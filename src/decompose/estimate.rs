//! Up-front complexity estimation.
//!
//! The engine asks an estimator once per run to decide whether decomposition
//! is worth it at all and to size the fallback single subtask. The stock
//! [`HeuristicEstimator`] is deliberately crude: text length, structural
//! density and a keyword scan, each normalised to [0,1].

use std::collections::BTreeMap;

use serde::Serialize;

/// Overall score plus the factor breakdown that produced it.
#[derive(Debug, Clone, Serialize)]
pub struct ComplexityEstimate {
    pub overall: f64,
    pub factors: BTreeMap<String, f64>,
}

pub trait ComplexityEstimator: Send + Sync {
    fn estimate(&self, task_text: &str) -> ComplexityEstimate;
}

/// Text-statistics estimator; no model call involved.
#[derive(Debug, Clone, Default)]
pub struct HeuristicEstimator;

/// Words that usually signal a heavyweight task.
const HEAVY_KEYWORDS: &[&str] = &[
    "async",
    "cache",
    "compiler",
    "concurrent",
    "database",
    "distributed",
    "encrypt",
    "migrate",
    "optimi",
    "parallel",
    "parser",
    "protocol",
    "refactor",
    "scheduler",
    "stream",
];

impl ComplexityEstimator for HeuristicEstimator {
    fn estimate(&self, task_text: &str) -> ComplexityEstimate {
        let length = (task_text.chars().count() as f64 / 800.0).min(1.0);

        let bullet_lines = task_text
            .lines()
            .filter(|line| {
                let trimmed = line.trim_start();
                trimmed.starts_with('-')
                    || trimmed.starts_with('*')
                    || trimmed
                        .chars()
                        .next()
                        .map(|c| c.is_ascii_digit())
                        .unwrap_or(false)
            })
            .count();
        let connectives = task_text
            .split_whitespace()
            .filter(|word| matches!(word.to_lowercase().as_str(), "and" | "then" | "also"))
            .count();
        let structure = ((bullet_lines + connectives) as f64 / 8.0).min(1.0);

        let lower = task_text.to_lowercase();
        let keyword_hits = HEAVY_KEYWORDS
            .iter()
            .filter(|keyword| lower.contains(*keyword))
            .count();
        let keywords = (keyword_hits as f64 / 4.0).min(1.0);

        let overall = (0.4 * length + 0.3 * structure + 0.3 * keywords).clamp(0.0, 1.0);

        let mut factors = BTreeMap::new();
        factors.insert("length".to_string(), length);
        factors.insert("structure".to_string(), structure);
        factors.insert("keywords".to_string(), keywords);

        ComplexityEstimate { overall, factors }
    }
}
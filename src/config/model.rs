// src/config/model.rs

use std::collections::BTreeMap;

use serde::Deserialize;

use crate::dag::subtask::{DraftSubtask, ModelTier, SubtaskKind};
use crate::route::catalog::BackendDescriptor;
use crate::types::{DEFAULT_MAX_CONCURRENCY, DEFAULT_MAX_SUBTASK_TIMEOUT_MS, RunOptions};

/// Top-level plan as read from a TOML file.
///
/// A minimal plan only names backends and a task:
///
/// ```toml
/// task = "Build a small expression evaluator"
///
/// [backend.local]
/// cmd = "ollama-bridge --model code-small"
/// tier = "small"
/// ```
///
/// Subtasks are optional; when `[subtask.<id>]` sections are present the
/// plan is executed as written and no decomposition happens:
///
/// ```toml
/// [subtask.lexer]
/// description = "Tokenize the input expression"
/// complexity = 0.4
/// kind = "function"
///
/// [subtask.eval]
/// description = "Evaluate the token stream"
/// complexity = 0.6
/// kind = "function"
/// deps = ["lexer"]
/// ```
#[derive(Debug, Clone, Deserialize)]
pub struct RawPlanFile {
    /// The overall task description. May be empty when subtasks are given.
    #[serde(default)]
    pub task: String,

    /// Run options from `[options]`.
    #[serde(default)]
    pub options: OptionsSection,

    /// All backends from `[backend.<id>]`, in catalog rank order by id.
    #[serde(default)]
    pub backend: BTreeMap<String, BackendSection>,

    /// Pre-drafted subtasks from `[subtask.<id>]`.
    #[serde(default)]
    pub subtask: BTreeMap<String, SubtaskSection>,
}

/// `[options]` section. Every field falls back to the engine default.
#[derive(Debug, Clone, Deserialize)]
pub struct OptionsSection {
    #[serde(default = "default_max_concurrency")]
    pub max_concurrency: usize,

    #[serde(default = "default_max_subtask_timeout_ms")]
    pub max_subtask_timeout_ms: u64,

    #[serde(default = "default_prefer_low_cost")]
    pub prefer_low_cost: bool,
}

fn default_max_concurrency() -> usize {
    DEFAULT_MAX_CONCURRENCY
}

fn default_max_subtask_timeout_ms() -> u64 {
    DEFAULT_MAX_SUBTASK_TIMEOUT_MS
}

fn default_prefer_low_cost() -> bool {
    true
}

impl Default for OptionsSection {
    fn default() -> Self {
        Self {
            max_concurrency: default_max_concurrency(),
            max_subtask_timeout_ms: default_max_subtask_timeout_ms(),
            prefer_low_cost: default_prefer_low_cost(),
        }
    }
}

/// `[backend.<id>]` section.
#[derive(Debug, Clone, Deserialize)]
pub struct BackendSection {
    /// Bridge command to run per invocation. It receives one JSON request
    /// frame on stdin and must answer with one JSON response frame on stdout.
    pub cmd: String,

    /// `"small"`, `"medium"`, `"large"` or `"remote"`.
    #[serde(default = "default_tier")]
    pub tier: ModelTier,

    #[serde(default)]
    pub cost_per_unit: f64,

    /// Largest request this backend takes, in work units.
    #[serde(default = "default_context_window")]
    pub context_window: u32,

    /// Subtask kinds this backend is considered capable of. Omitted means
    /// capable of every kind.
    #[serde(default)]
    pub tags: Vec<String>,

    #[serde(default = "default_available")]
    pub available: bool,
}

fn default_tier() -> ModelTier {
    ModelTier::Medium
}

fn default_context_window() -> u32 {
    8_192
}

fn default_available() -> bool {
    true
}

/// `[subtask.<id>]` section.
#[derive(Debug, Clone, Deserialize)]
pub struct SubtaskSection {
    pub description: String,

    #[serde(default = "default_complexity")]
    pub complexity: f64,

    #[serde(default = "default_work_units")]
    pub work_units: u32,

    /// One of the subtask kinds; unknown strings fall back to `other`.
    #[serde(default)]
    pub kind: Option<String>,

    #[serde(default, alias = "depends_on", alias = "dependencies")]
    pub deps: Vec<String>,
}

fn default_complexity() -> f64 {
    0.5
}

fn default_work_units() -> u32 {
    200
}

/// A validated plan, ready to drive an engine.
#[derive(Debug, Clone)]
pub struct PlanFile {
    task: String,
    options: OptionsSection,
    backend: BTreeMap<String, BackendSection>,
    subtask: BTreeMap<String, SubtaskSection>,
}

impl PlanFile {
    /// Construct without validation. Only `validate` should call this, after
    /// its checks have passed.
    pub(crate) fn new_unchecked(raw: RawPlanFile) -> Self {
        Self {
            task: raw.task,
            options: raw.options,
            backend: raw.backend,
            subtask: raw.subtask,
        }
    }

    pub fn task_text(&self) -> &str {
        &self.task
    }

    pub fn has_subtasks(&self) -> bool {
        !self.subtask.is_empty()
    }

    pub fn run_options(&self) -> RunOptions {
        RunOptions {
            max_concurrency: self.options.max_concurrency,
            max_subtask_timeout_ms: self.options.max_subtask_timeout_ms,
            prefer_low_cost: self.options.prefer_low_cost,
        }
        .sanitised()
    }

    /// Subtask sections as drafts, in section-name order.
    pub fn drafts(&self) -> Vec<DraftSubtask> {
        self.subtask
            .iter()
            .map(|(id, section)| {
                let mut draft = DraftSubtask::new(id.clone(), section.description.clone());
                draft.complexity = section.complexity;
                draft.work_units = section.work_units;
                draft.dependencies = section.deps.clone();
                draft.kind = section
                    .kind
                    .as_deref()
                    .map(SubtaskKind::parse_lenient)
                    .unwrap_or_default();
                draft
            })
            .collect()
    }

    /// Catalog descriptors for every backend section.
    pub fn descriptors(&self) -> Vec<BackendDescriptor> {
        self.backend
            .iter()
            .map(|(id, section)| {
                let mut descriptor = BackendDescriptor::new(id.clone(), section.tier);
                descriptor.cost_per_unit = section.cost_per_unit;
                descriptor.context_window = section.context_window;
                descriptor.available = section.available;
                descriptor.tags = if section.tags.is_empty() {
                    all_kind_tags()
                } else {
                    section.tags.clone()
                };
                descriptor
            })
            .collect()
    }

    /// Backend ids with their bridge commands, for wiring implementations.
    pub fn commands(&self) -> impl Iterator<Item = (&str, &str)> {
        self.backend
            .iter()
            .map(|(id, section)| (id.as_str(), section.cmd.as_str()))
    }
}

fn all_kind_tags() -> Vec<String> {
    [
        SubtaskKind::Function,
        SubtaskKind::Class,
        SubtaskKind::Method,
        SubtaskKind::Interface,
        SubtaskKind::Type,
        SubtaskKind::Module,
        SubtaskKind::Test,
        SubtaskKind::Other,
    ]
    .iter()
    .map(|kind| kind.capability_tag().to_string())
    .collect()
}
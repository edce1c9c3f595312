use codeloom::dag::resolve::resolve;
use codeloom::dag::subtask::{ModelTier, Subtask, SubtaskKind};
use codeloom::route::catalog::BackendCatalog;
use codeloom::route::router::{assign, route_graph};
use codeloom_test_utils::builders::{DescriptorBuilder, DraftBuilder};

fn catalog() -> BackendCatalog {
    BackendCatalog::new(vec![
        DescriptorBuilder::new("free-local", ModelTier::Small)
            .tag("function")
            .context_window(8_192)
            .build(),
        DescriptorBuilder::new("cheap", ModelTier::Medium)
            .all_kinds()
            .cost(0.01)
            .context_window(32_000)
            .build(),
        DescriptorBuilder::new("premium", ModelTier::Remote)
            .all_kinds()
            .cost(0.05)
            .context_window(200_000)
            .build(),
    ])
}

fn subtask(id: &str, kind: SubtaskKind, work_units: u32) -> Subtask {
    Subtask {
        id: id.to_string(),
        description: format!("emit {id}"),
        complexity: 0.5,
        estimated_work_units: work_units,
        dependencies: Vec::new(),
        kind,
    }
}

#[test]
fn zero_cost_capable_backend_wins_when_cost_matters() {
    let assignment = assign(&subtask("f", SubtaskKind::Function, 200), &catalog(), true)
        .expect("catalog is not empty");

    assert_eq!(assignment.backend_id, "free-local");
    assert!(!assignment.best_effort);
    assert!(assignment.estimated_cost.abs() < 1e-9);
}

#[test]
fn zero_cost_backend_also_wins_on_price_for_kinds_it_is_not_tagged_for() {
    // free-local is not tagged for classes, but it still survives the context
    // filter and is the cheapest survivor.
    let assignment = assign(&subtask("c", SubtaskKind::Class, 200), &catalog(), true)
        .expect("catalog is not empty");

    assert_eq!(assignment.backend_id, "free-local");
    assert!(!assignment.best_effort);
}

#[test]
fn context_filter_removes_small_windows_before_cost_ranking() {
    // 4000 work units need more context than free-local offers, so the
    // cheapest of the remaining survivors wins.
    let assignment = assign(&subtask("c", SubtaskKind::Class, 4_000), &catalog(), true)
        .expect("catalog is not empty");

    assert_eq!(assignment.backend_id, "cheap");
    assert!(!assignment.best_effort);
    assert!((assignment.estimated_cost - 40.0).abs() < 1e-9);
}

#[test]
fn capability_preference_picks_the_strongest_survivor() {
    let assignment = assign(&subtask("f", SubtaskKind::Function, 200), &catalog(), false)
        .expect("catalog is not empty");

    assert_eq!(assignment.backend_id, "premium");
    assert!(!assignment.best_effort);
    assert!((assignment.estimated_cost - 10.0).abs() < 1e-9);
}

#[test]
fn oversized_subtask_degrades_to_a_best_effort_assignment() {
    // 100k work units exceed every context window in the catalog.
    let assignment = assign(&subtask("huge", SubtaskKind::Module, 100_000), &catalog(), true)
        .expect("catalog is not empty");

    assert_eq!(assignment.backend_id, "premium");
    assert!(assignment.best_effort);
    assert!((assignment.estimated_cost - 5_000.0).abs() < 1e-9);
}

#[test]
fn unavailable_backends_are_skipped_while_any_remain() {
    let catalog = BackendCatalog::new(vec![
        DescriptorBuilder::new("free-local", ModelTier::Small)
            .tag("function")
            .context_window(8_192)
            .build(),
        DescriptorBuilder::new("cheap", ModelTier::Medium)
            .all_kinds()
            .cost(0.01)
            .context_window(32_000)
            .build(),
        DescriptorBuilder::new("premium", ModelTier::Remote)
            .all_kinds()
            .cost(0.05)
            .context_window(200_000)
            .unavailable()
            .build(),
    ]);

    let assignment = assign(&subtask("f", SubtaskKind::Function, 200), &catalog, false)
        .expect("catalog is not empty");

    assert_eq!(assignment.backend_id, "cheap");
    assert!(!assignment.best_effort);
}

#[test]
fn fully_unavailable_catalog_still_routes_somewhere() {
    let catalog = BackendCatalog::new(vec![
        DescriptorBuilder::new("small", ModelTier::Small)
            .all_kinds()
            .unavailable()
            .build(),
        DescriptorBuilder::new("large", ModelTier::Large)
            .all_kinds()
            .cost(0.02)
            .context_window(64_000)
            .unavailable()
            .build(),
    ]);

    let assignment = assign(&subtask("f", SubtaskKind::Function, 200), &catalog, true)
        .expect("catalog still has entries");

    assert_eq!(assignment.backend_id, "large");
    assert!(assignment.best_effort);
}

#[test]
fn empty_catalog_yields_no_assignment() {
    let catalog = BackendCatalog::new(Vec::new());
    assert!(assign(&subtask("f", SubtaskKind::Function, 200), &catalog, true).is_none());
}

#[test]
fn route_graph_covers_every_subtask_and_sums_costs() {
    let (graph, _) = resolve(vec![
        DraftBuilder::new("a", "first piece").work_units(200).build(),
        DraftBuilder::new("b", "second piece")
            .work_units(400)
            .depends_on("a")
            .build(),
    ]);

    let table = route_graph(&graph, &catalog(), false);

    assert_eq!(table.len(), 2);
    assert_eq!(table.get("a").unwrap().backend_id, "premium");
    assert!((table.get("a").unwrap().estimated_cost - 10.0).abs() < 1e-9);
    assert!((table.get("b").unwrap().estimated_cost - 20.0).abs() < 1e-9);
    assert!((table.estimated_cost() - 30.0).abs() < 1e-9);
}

________

Output only an exact transcription of the lines above from the one with "subtasks are given." up to and including the one with "order by id.".

→ **Written response**:
    /// The overall task description. May be empty when subtasks are given.
    #[serde(default)]
    pub task: String,

    /// Run options from `[options]`.
    #[serde(default)]
    pub options: OptionsSection,

    /// All backends from `[backend.<id>]`, in catalog rank order by id.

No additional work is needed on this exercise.